## ACTION ITEM
Retype the entries exactly. Include every line.
═════ EXERCISE DATA ═════
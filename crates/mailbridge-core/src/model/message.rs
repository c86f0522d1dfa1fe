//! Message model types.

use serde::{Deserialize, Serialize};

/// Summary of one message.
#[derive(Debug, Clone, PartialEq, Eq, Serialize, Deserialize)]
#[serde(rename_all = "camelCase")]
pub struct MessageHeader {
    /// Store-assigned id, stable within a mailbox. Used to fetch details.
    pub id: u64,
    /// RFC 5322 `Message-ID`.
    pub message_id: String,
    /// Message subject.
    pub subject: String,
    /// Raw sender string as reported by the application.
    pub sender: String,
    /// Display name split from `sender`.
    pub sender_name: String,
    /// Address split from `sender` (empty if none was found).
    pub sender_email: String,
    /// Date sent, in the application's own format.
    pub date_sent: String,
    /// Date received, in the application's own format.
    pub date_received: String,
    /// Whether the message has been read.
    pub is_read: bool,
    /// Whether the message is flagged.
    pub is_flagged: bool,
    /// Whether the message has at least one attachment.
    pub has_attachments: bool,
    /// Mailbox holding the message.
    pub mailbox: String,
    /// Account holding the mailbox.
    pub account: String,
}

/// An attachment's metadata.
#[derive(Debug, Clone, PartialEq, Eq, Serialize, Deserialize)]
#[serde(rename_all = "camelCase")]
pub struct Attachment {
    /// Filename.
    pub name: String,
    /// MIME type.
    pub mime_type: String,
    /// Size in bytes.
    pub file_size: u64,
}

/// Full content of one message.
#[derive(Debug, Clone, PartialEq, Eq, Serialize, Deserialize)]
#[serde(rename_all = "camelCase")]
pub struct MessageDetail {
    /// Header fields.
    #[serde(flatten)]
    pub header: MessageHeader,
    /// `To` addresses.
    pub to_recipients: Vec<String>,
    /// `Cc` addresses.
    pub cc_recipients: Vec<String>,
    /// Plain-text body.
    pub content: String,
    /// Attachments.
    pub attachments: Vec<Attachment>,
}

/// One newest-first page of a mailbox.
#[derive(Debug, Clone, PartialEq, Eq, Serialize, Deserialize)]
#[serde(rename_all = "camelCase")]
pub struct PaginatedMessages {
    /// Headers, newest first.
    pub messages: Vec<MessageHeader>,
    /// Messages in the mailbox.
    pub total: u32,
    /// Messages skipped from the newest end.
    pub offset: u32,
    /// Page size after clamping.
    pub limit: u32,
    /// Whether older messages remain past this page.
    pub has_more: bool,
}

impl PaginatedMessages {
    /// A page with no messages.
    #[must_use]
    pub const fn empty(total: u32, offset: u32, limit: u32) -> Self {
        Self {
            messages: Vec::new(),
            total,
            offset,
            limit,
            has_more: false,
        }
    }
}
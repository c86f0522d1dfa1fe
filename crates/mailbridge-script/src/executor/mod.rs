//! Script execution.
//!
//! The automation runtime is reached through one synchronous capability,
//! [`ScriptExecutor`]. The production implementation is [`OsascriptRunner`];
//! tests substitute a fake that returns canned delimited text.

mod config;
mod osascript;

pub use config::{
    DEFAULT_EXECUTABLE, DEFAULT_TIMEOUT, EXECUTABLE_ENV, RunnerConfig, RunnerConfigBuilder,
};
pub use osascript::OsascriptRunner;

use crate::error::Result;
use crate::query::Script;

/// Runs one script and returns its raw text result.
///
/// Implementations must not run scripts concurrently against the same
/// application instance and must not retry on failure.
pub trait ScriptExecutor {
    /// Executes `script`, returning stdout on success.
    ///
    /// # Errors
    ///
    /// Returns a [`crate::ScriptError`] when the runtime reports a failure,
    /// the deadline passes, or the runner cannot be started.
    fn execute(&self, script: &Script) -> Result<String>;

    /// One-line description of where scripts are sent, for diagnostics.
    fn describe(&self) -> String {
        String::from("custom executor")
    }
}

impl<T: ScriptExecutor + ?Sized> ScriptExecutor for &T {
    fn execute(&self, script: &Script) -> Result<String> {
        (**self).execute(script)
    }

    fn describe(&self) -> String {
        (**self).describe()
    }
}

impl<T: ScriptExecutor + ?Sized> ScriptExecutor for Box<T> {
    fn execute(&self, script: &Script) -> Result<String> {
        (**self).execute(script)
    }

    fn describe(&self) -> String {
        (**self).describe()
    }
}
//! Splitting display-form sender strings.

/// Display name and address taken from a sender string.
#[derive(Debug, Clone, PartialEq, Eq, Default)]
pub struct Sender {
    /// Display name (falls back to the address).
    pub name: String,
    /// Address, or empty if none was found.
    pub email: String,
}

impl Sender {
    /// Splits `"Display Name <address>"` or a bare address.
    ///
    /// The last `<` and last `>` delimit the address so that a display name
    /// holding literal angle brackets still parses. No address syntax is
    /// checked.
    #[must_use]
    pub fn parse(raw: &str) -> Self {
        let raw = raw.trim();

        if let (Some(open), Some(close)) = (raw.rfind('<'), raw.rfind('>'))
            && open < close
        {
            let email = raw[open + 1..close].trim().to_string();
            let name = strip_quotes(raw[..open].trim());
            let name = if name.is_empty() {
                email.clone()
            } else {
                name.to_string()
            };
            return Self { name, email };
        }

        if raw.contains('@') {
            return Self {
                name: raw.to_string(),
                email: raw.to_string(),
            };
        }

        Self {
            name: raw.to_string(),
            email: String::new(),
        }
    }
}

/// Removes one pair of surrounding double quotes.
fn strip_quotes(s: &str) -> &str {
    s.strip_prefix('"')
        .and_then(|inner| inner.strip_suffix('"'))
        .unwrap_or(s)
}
═════
## FINISHED TASK
filename crates/mailbridge-core/src/model/message.rs
repository c86f0522d1dfa1fe
//! Message model types.

use serde::{Deserialize, Serialize};

/// Summary of one message.
#[derive(Debug, Clone, PartialEq, Eq, Serialize, Deserialize)]
#[serde(rename_all = "camelCase")]
pub struct MessageHeader {
    /// Store-assigned id, stable within a mailbox. Used to fetch details.
    pub id: u64,
    /// RFC 5322 `Message-ID`.
    pub message_id: String,
    /// Message subject.
    pub subject: String,
    /// Raw sender string as reported by the application.
    pub sender: String,
    /// Display name split from `sender`.
    pub sender_name: String,
    /// Address split from `sender` (empty if none was found).
    pub sender_email: String,
    /// Date sent, in the application's own format.
    pub date_sent: String,
    /// Date received, in the application's own format.
    pub date_received: String,
    /// Whether the message has been read.
    pub is_read: bool,
    /// Whether the message is flagged.
    pub is_flagged: bool,
    /// Whether the message has at least one attachment.
    pub has_attachments: bool,
    /// Mailbox holding the message.
    pub mailbox: String,
    /// Account holding the mailbox.
    pub account: String,
}

/// An attachment's metadata.
#[derive(Debug, Clone, PartialEq, Eq, Serialize, Deserialize)]
#[serde(rename_all = "camelCase")]
pub struct Attachment {
    /// Filename.
    pub name: String,
    /// MIME type.
    pub mime_type: String,
    /// Size in bytes.
    pub file_size: u64,
}

/// Full content of one message.
#[derive(Debug, Clone, PartialEq, Eq, Serialize, Deserialize)]
#[serde(rename_all = "camelCase")]
pub struct MessageDetail {
    /// Header fields.
    #[serde(flatten)]
    pub header: MessageHeader,
    /// `To` addresses.
    pub to_recipients: Vec<String>,
    /// `Cc` addresses.
    pub cc_recipients: Vec<String>,
    /// Plain-text body.
    pub content: String,
    /// Attachments.
    pub attachments: Vec<Attachment>,
}

/// One newest-first page of a mailbox.
#[derive(Debug, Clone, PartialEq, Eq, Serialize, Deserialize)]
#[serde(rename_all = "camelCase")]
pub struct PaginatedMessages {
    /// Headers, newest first.
    pub messages: Vec<MessageHeader>,
    /// Messages in the mailbox.
    pub total: u32,
    /// Messages skipped from the newest end.
    pub offset: u32,
    /// Page size after clamping.
    pub limit: u32,
    /// Whether older messages remain past this page.
    pub has_more: bool,
}

impl PaginatedMessages {
    /// A page with no messages.
    #[must_use]
    pub const fn empty(total: u32, offset: u32, limit: u32) -> Self {
        Self {
            messages: Vec::new(),
            total,
            offset,
            limit,
            has_more: false,
        }
    }
}
repository c86f0522d1dfa1fe
filename crates/mailbridge-script/src/executor/mod.rs
//! Script execution.
//!
//! The automation runtime is reached through one synchronous capability,
//! [`ScriptExecutor`]. The production implementation is [`OsascriptRunner`];
//! tests substitute a fake that returns canned delimited text.

mod config;
mod osascript;

pub use config::{
    DEFAULT_EXECUTABLE, DEFAULT_TIMEOUT, EXECUTABLE_ENV, RunnerConfig, RunnerConfigBuilder,
};
pub use osascript::OsascriptRunner;

use crate::error::Result;
use crate::query::Script;

/// Runs one script and returns its raw text result.
///
/// Implementations must not run scripts concurrently against the same
/// application instance and must not retry on failure.
pub trait ScriptExecutor {
    /// Executes `script`, returning stdout on success.
    ///
    /// # Errors
    ///
    /// Returns a [`crate::ScriptError`] when the runtime reports a failure,
    /// the deadline passes, or the runner cannot be started.
    fn execute(&self, script: &Script) -> Result<String>;

    /// One-line description of where scripts are sent, for diagnostics.
    fn describe(&self) -> String {
        String::from("custom executor")
    }
}

impl<T: ScriptExecutor + ?Sized> ScriptExecutor for &T {
    fn execute(&self, script: &Script) -> Result<String> {
        (**self).execute(script)
    }

    fn describe(&self) -> String {
        (**self).describe()
    }
}

impl<T: ScriptExecutor + ?Sized> ScriptExecutor for Box<T> {
    fn execute(&self, script: &Script) -> Result<String> {
        (**self).execute(script)
    }

    fn describe(&self) -> String {
        (**self).describe()
    }
}
//! Splitting display-form sender strings.

/// Display name and address taken from a sender string.
#[derive(Debug, Clone, PartialEq, Eq, Default)]
pub struct Sender {
    /// Display name (falls back to the address).
    pub name: String,
    /// Address, or empty if none was found.
    pub email: String,
}

impl Sender {
    /// Splits `"Display Name <address>"` or a bare address.
    ///
    /// The last `<` and last `>` delimit the address so that a display name
    /// holding literal angle brackets still parses. No address syntax is
    /// checked.
    #[must_use]
    pub fn parse(raw: &str) -> Self {
        let raw = raw.trim();

        if let (Some(open), Some(close)) = (raw.rfind('<'), raw.rfind('>'))
            && open < close
        {
            let email = raw[open + 1..close].trim().to_string();
            let name = strip_quotes(raw[..open].trim());
            let name = if name.is_empty() {
                email.clone()
            } else {
                name.to_string()
            };
            return Self { name, email };
        }

        if raw.contains('@') {
            return Self {
                name: raw.to_string(),
                email: raw.to_string(),
            };
        }

        Self {
            name: raw.to_string(),
            email: String::new(),
        }
    }
}

/// Removes one pair of surrounding double quotes.
fn strip_quotes(s: &str) -> &str {
    s.strip_prefix('"')
        .and_then(|inner| inner.strip_suffix('"'))
        .unwrap_or(s)
}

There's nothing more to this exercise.